Tech is not the challenge
The primary challenges of bringing deployment to scale aren’t technological, Lim said.
“It’s all the things around the technology — the processes and the people,” he said. “It’s change management at scale.”
Adding touchless lanes requires coordination between airports, airlines and the TSA, Lim said. For example, checkpoint configurations must be changed and TSA officers must be trained. So must travelers.
Still, Lim said, the TSA understands that there is demand within the industry for a buildup of its touchless screening capabilities.
“We are ready to support the expansion,” he said. “But there is a gap between being ready to support and able to support.”
Funding is one constraint for the TSA, as it is for Customs and Border Protection and other key players in the deployment of U.S. airport biometrics. Political opposition is another.
In a July hearing of a House Homeland Security subcommittee, TSA administrator David Pekoske testified it would take until well into the 2040s at present funding levels for the agency to complete its rollout of biometric passenger screening technology, according to BiometricUpdate.com. Funding for such investments is supported by the $5.60 Passenger Security Fee that flyers pay per one-way trip. But since 2013, Congress has diverted a third of security fee revenue to the general treasury.
Political opposition to airport biometric deployments mostly comes from privacy advocates. Every session of Congress, a bill is introduced to prevent the federal government from using facial-recognition technologies, BiometricUpdate.com managing editor Chris Burt wrote. The most recent one was introduced in the Senate in November by a bipartisan group of six senators.
However, biometrics appear to have the support of the public. A September Ipsos study commissioned by the U.S. Travel Association found that 79% of air travelers support its use at TSA checkpoints.
Consumer preferences, coupled with efficiencies, are key factors driving the more assertive biometric adopters, such as Alaska Airlines. The carrier currently offers biometric-enabled remote international check-in, and it plans to join the TSA Touchless Identity program in Atlanta, Salt Lake City and Washington early next year, said Kristin Olsen, the airline’s director of product management for the digital technology guest experience. Also in the works are LAX; San Francisco; Portland, Ore.; and Alaska’s home base of Seattle, once the TSA can facilitate digital screening in those final three airports.
Alaska also has much bigger near-term plans. The airline expects to implement touchless bag drop in Portland and Seattle soon after the TSA enables touchless screening there. And Olsen said the carrier is working with Customs and Border Protection to offer touchless international exit from Portland and then Seattle, meaning that Alaska hopes to offer a hands-free journey in Portland for international flyers before the end of next year. Domestic could follow in 2026.
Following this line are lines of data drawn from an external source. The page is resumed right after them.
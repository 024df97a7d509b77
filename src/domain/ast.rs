//! Strategy AST.
//!
//! The parser is the only producer of these nodes. A tree is immutable once
//! built and can be evaluated any number of times against different tables.
//! `Display` renders canonical DSL text that parses back to an equal tree.

use std::fmt;

use crate::domain::table::Series;

#[derive(Debug, Clone, Copy, PartialEq, Eq, Hash)]
pub enum BinaryOp {
    Add,
    Sub,
    Mul,
    Div,
    Gt,
    Lt,
    Ge,
    Le,
    Eq,
    Ne,
    And,
    Or,
    CrossOver,
    CrossUnder,
}

impl BinaryOp {
    pub fn symbol(&self) -> &'static str {
        match self {
            BinaryOp::Add => "+",
            BinaryOp::Sub => "-",
            BinaryOp::Mul => "*",
            BinaryOp::Div => "/",
            BinaryOp::Gt => ">",
            BinaryOp::Lt => "<",
            BinaryOp::Ge => ">=",
            BinaryOp::Le => "<=",
            BinaryOp::Eq => "==",
            BinaryOp::Ne => "!=",
            BinaryOp::And => "AND",
            BinaryOp::Or => "OR",
            BinaryOp::CrossOver => "CROSSOVER",
            BinaryOp::CrossUnder => "CROSSUNDER",
        }
    }

    pub fn is_arithmetic(&self) -> bool {
        matches!(self, BinaryOp::Add | BinaryOp::Sub | BinaryOp::Mul | BinaryOp::Div)
    }

    /// `> < >= <= == !=`. The cross operators share their precedence but not
    /// their typing, see [`BinaryOp::is_cross`].
    pub fn is_comparison(&self) -> bool {
        matches!(
            self,
            BinaryOp::Gt | BinaryOp::Lt | BinaryOp::Ge | BinaryOp::Le | BinaryOp::Eq | BinaryOp::Ne
        )
    }

    pub fn is_cross(&self) -> bool {
        matches!(self, BinaryOp::CrossOver | BinaryOp::CrossUnder)
    }

    pub fn is_logical(&self) -> bool {
        matches!(self, BinaryOp::And | BinaryOp::Or)
    }

    fn precedence(&self) -> u8 {
        match self {
            BinaryOp::Or => 1,
            BinaryOp::And => 2,
            BinaryOp::Add | BinaryOp::Sub => 5,
            BinaryOp::Mul | BinaryOp::Div => 6,
            _ => 4,
        }
    }
}

impl fmt::Display for BinaryOp {
    fn fmt(&self, f: &mut fmt::Formatter<'_>) -> fmt::Result {
        f.write_str(self.symbol())
    }
}

#[derive(Debug, Clone, Copy, PartialEq, Eq, Hash)]
pub enum UnaryOp {
    Not,
}

/// Built-in functions callable from the DSL.
#[derive(Debug, Clone, Copy, PartialEq, Eq, Hash)]
pub enum Function {
    Sma,
    Ema,
    Rsi,
    Shift,
    Macd,
    MacdSignal,
    MacdHist,
    Bbands,
    BbUpper,
    BbLower,
}

impl Function {
    pub const ALL: [Function; 10] = [
        Function::Sma,
        Function::Ema,
        Function::Rsi,
        Function::Shift,
        Function::Macd,
        Function::MacdSignal,
        Function::MacdHist,
        Function::Bbands,
        Function::BbUpper,
        Function::BbLower,
    ];

    pub fn name(&self) -> &'static str {
        match self {
            Function::Sma => "SMA",
            Function::Ema => "EMA",
            Function::Rsi => "RSI",
            Function::Shift => "SHIFT",
            Function::Macd => "MACD",
            Function::MacdSignal => "MACD_SIGNAL",
            Function::MacdHist => "MACD_HIST",
            Function::Bbands => "BBANDS",
            Function::BbUpper => "BBUPPER",
            Function::BbLower => "BBLOWER",
        }
    }

    /// Case-insensitive lookup.
    pub fn from_name(name: &str) -> Option<Function> {
        Function::ALL
            .into_iter()
            .find(|f| f.name().eq_ignore_ascii_case(name))
    }
}

impl fmt::Display for Function {
    fn fmt(&self, f: &mut fmt::Formatter<'_>) -> fmt::Result {
        f.write_str(self.name())
    }
}

#[derive(Debug, Clone, PartialEq)]
pub enum Node {
    Literal(f64),
    Bool(bool),
    SeriesRef {
        series: Series,
        lag: usize,
    },
    FuncCall {
        function: Function,
        args: Vec<Node>,
    },
    Unary {
        op: UnaryOp,
        operand: Box<Node>,
    },
    Binary {
        op: BinaryOp,
        left: Box<Node>,
        right: Box<Node>,
    },
}

#[derive(Debug, Clone, Copy, PartialEq, Eq)]
pub enum Shape {
    Scalar,
    Sequence,
}

#[derive(Debug, Clone, Copy, PartialEq, Eq)]
pub enum Kind {
    Numeric,
    Boolean,
}

/// Static type of an expression, known without a table.
#[derive(Debug, Clone, Copy, PartialEq, Eq)]
pub struct ExprType {
    pub shape: Shape,
    pub kind: Kind,
}

impl ExprType {
    pub const fn new(shape: Shape, kind: Kind) -> Self {
        Self { shape, kind }
    }

    pub fn describe(&self) -> &'static str {
        match (self.shape, self.kind) {
            (Shape::Scalar, Kind::Numeric) => "number",
            (Shape::Scalar, Kind::Boolean) => "boolean",
            (Shape::Sequence, Kind::Numeric) => "numeric series",
            (Shape::Sequence, Kind::Boolean) => "boolean series",
        }
    }
}

fn join(a: Shape, b: Shape) -> Shape {
    if a == Shape::Sequence || b == Shape::Sequence {
        Shape::Sequence
    } else {
        Shape::Scalar
    }
}

impl Node {
    pub fn binary(op: BinaryOp, left: Node, right: Node) -> Node {
        Node::Binary {
            op,
            left: Box::new(left),
            right: Box::new(right),
        }
    }

    pub fn not(operand: Node) -> Node {
        Node::Unary {
            op: UnaryOp::Not,
            operand: Box::new(operand),
        }
    }

    pub fn series(series: Series, lag: usize) -> Node {
        Node::SeriesRef { series, lag }
    }

    pub fn call(function: Function, args: Vec<Node>) -> Node {
        Node::FuncCall { function, args }
    }

    /// Result type of this expression. Assumes the tree passed validation.
    pub fn static_type(&self) -> ExprType {
        match self {
            Node::Literal(_) => ExprType::new(Shape::Scalar, Kind::Numeric),
            Node::Bool(_) => ExprType::new(Shape::Scalar, Kind::Boolean),
            Node::SeriesRef { .. } => ExprType::new(Shape::Sequence, Kind::Numeric),
            Node::FuncCall { function, args } => {
                let kind = match (function, args.first()) {
                    (Function::Shift, Some(arg)) => arg.static_type().kind,
                    _ => Kind::Numeric,
                };
                ExprType::new(Shape::Sequence, kind)
            }
            Node::Unary { operand, .. } => {
                ExprType::new(operand.static_type().shape, Kind::Boolean)
            }
            Node::Binary { op, left, right } => {
                let shape = join(left.static_type().shape, right.static_type().shape);
                if op.is_arithmetic() {
                    ExprType::new(shape, Kind::Numeric)
                } else if op.is_cross() {
                    ExprType::new(Shape::Sequence, Kind::Boolean)
                } else {
                    ExprType::new(shape, Kind::Boolean)
                }
            }
        }
    }

    fn precedence(&self) -> u8 {
        match self {
            Node::Binary { op, .. } => op.precedence(),
            Node::Unary { .. } => 3,
            _ => 7,
        }
    }

    fn fmt_operand(&self, f: &mut fmt::Formatter<'_>, needs_parens: bool) -> fmt::Result {
        if needs_parens {
            write!(f, "({self})")
        } else {
            write!(f, "{self}")
        }
    }
}

impl fmt::Display for Node {
    fn fmt(&self, f: &mut fmt::Formatter<'_>) -> fmt::Result {
        match self {
            Node::Literal(v) => write!(f, "{v}"),
            Node::Bool(true) => f.write_str("TRUE"),
            Node::Bool(false) => f.write_str("FALSE"),
            Node::SeriesRef { series, lag: 0 } => write!(f, "{series}"),
            Node::SeriesRef { series, lag } => write!(f, "{series}[{lag}]"),
            Node::FuncCall { function, args } => {
                write!(f, "{function}(")?;
                for (i, arg) in args.iter().enumerate() {
                    if i > 0 {
                        f.write_str(", ")?;
                    }
                    write!(f, "{arg}")?;
                }
                f.write_str(")")
            }
            Node::Unary { operand, .. } => {
                f.write_str("NOT ")?;
                operand.fmt_operand(f, operand.precedence() < 3)
            }
            Node::Binary { op, left, right } => {
                let p = op.precedence();
                // Comparisons do not chain, so neither side may be another comparison.
                let left_parens = if p == 4 {
                    left.precedence() <= p
                } else {
                    left.precedence() < p
                };
                left.fmt_operand(f, left_parens)?;
                write!(f, " {op} ")?;
                right.fmt_operand(f, right.precedence() <= p)
            }
        }
    }
}

/// Root of a parsed strategy.
#[derive(Debug, Clone, PartialEq)]
pub struct Strategy {
    pub entry: Node,
    pub exit: Node,
}

impl fmt::Display for Strategy {
    fn fmt(&self, f: &mut fmt::Formatter<'_>) -> fmt::Result {
        write!(f, "ENTRY: {} EXIT: {}", self.entry, self.exit)
    }
}

#[cfg(test)]
mod tests {
    use super::*;

    fn close() -> Node {
        Node::series(Series::Close, 0)
    }

    #[test]
    fn display_function_call() {
        let node = Node::call(Function::Sma, vec![close(), Node::Literal(20.0)]);
        assert_eq!(node.to_string(), "SMA(close, 20)");
    }

    #[test]
    fn display_lagged_series() {
        assert_eq!(Node::series(Series::High, 1).to_string(), "high[1]");
    }

    #[test]
    fn display_parenthesizes_lower_precedence() {
        let sum = Node::binary(BinaryOp::Add, close(), Node::Literal(1.0));
        let product = Node::binary(BinaryOp::Mul, sum, Node::Literal(2.0));
        assert_eq!(product.to_string(), "(close + 1) * 2");
    }

    #[test]
    fn display_left_associative_subtraction() {
        let inner = Node::binary(BinaryOp::Sub, Node::Literal(5.0), Node::Literal(3.0));
        let right_nested = Node::binary(BinaryOp::Sub, Node::Literal(10.0), inner.clone());
        assert_eq!(right_nested.to_string(), "10 - (5 - 3)");
        let left_nested = Node::binary(BinaryOp::Sub, inner, Node::Literal(1.0));
        assert_eq!(left_nested.to_string(), "5 - 3 - 1");
    }

    #[test]
    fn display_not_and_or() {
        let cmp = Node::binary(BinaryOp::Eq, Node::Bool(false), Node::Bool(true));
        let node = Node::binary(
            BinaryOp::Or,
            Node::binary(BinaryOp::And, Node::not(cmp.clone()), cmp.clone()),
            cmp,
        );
        assert_eq!(
            node.to_string(),
            "NOT FALSE == TRUE AND FALSE == TRUE OR FALSE == TRUE"
        );
    }

    #[test]
    fn display_not_of_and_needs_parens() {
        let and = Node::binary(BinaryOp::And, Node::Bool(true), Node::Bool(false));
        assert_eq!(Node::not(and).to_string(), "NOT (TRUE AND FALSE)");
    }

    #[test]
    fn static_types() {
        let seq_num = ExprType::new(Shape::Sequence, Kind::Numeric);
        let seq_bool = ExprType::new(Shape::Sequence, Kind::Boolean);
        assert_eq!(close().static_type(), seq_num);
        assert_eq!(
            Node::binary(BinaryOp::Gt, close(), Node::Literal(1.0)).static_type(),
            seq_bool
        );
        assert_eq!(
            Node::binary(BinaryOp::CrossOver, Node::Literal(1.0), Node::Literal(2.0)).static_type(),
            seq_bool
        );
        assert_eq!(
            Node::binary(BinaryOp::Eq, Node::Bool(true), Node::Bool(true)).static_type(),
            ExprType::new(Shape::Scalar, Kind::Boolean)
        );
        let shifted = Node::call(
            Function::Shift,
            vec![Node::binary(BinaryOp::Gt, close(), Node::Literal(1.0)), Node::Literal(1.0)],
        );
        assert_eq!(shifted.static_type(), seq_bool);
    }

    #[test]
    fn function_lookup_is_case_insensitive() {
        assert_eq!(Function::from_name("macd_signal"), Some(Function::MacdSignal));
        assert_eq!(Function::from_name("BbLower"), Some(Function::BbLower));
        assert_eq!(Function::from_name("wma"), None);
    }

    #[test]
    fn strategy_display() {
        let strategy = Strategy {
            entry: Node::binary(BinaryOp::Gt, close(), Node::Literal(0.0)),
            exit: Node::Bool(false),
        };
        assert_eq!(strategy.to_string(), "ENTRY: close > 0 EXIT: FALSE");
    }
}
But Olsen also emphasized the importance of enabling mobile ID verification at every checkpoint. Verification via mobile IDs, she said, is easier for many travelers than pulling out a physical ID, and it also is more comfortable for travelers who have privacy worries with biometric identity verification. Currently, 12 states issue digital IDs, which are already accepted at TSA checkpoints via applications such Apple Wallet and Google Wallet.
“My tagline is ‘Face or phone at every touchpoint by the end of ’26 or ’27,'” Olsen said. “We want to give the guest the opportunity to use digital identity in whatever they want to be able to use it.”
Along with specific airlines, Idemia’s Scott said he expects select airports to be drivers of early end-to-end digital journeys. He cited Denver, Dallas, Atlanta and three New York-area airports – JFK, LaGuardia and Newark among those making substantial biometric investments.